How to use the Batch Normalization layer with video-caffe?
rpand002 opened this issue · comments
Does video-caffe supports batch normalization layer? How can I use the Batch normalization layer (BN), with this caffe version? Thank you for your assistance.

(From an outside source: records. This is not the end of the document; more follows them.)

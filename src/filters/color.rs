//! Channel isolation and inversion.
//!
//! Both filters are pixel-wise, in-place and infallible; the alpha channel
//! is never altered.

use crate::buffer::{Pixel, PixelBuffer};

/// Closed set of channel selectors for [`color_filter`] and [`invert`].
///
/// [`ColorFilter::None`] makes `color_filter` a no-op and `invert` a full
/// three-channel negative.
#[derive(Debug, Clone, Copy, PartialEq, Eq, Default)]
pub enum ColorFilter {
    Red,
    Green,
    Blue,
    #[default]
    None,
}

impl ColorFilter {
    /// Parse an adapter-supplied filter name.
    ///
    /// Unrecognized names degrade to [`ColorFilter::None`], keeping the
    /// permissive contract that a typo silently does nothing.
    pub fn parse(name: &str) -> Self {
        match name {
            "red" => Self::Red,
            "green" => Self::Green,
            "blue" => Self::Blue,
            _ => Self::None,
        }
    }
}

/// Keep only the named color channel, zeroing the other two.
///
/// `ColorFilter::None` leaves the buffer unchanged.
pub fn color_filter(buffer: &mut PixelBuffer, filter: ColorFilter) {
    let (width, height) = (buffer.width(), buffer.height());

    for x in 0..width {
        for y in 0..height {
            let p = buffer.pixel(x, y);
            let filtered = match filter {
                ColorFilter::Red => Pixel::new(p.r, 0, 0, p.a),
                ColorFilter::Green => Pixel::new(0, p.g, 0, p.a),
                ColorFilter::Blue => Pixel::new(0, 0, p.b, p.a),
                ColorFilter::None => p,
            };
            buffer.put(x, y, filtered);
        }
    }
}

/// Replace every color channel except the kept one with its negative
/// `255 - value`.
///
/// `ColorFilter::None` inverts all three color channels.
pub fn invert(buffer: &mut PixelBuffer, keep: ColorFilter) {
    let (width, height) = (buffer.width(), buffer.height());

    for x in 0..width {
        for y in 0..height {
            let p = buffer.pixel(x, y);
            let inverted = match keep {
                ColorFilter::Red => Pixel::new(p.r, 255 - p.g, 255 - p.b, p.a),
                ColorFilter::Green => Pixel::new(255 - p.r, p.g, 255 - p.b, p.a),
                ColorFilter::Blue => Pixel::new(255 - p.r, 255 - p.g, p.b, p.a),
                ColorFilter::None => Pixel::new(255 - p.r, 255 - p.g, 255 - p.b, p.a),
            };
            buffer.put(x, y, inverted);
        }
    }
}

#[cfg(test)]
mod tests {
    use super::*;
    use crate::buffer::Dimension;

    fn sample_buffer() -> PixelBuffer {
        let mut buffer = PixelBuffer::new(Dimension::of(2, 2));
        buffer.put(0, 0, Pixel::new(10, 20, 30, 40));
        buffer.put(1, 0, Pixel::new(200, 100, 50, 255));
        buffer.put(0, 1, Pixel::new(0, 255, 0, 128));
        buffer.put(1, 1, Pixel::new(255, 255, 255, 0));
        buffer
    }

    #[test]
    fn test_red_filter_zeroes_green_and_blue() {
        let mut buffer = sample_buffer();
        color_filter(&mut buffer, ColorFilter::Red);

        for y in 0..2 {
            for x in 0..2 {
                let p = buffer.pixel(x, y);
                assert_eq!(p.g, 0);
                assert_eq!(p.b, 0);
            }
        }
        // red and alpha untouched
        assert_eq!(buffer.pixel(0, 0).r, 10);
        assert_eq!(buffer.pixel(0, 0).a, 40);
        assert_eq!(buffer.pixel(1, 0).r, 200);
    }

    #[test]
    fn test_blue_filter_keeps_blue() {
        let mut buffer = sample_buffer();
        color_filter(&mut buffer, ColorFilter::Blue);
        assert_eq!(buffer.pixel(1, 0), Pixel::new(0, 0, 50, 255));
    }

    #[test]
    fn test_none_filter_is_noop() {
        let mut buffer = sample_buffer();
        let before = buffer.clone();
        color_filter(&mut buffer, ColorFilter::None);
        assert_eq!(buffer, before);
    }

    #[test]
    fn test_invert_all_channels() {
        let mut buffer = sample_buffer();
        invert(&mut buffer, ColorFilter::None);
        assert_eq!(buffer.pixel(0, 0), Pixel::new(245, 235, 225, 40));
        assert_eq!(buffer.pixel(1, 1), Pixel::new(0, 0, 0, 0));
    }

    #[test]
    fn test_invert_keeps_named_channel() {
        let mut buffer = sample_buffer();
        invert(&mut buffer, ColorFilter::Green);
        assert_eq!(buffer.pixel(1, 0), Pixel::new(55, 100, 205, 255));
    }

    #[test]
    fn test_invert_roundtrip_restores_original() {
        let mut buffer = sample_buffer();
        let original = buffer.clone();
        invert(&mut buffer, ColorFilter::None);
        invert(&mut buffer, ColorFilter::None);
        assert_eq!(buffer, original);

        invert(&mut buffer, ColorFilter::Red);
        invert(&mut buffer, ColorFilter::Red);
        assert_eq!(buffer, original);
    }

    #[test]
    fn test_parse_degrades_to_none() {
        assert_eq!(ColorFilter::parse("red"), ColorFilter::Red);
        assert_eq!(ColorFilter::parse("gren"), ColorFilter::None);
        assert_eq!(ColorFilter::parse(""), ColorFilter::None);
    }
}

Batch normalization should work as it's already included in this version of Caffe (both master / refactor branches): https://github.com/chuckcho/video-caffe/blob/master/include/caffe/layers/batch_norm_layer.hpp
Thanks for your response. I have tried using the batch normalization layer before each relu layer but getting error. I have added the following lines in the prototxt file.
----- 1st group -----
layer {
name: "conv1a"
type: "NdConvolution"
bottom: "data"
top: "conv1a"
param {
lr_mult: 1
decay_mult: 1
}
param {
lr_mult: 2
decay_mult: 0
}
convolution_param {
num_output: 64
kernel_shape { dim: 3 dim: 3 dim: 3 }
stride_shape { dim: 1 dim: 1 dim: 1 }
pad_shape { dim: 1 dim: 1 dim: 1 }
weight_filler {
type: "gaussian"
std: 0.01
}
bias_filler {
type: "constant"
value: 0
}
}
}
layer {
name: "bn1"
type: "BatchNorm"
bottom: "conv1a"
top: "bn1"
param {
lr_mult: 0
}
param {
lr_mult: 0
}
param {
lr_mult: 0
}
}
layer {
name: "relu1a"
type: "ReLU"
bottom: "bn1"
top: "relu1a"
}
layer {
name: "pool1"
type: "NdPooling"
bottom: "relu1a"
top: "pool1"
pooling_param {
pool: MAX
kernel_shape { dim: 1 dim: 2 dim: 2 }
stride_shape { dim: 1 dim: 2 dim: 2 }
}
}
------ Error-----
Check failed: target_blobs[j]->shape() == source_blob->shape() Cannot share param 0 weights from layer 'bn1'; shape mismatch. Source param shape is 128 (128); target param shape is 64 (64).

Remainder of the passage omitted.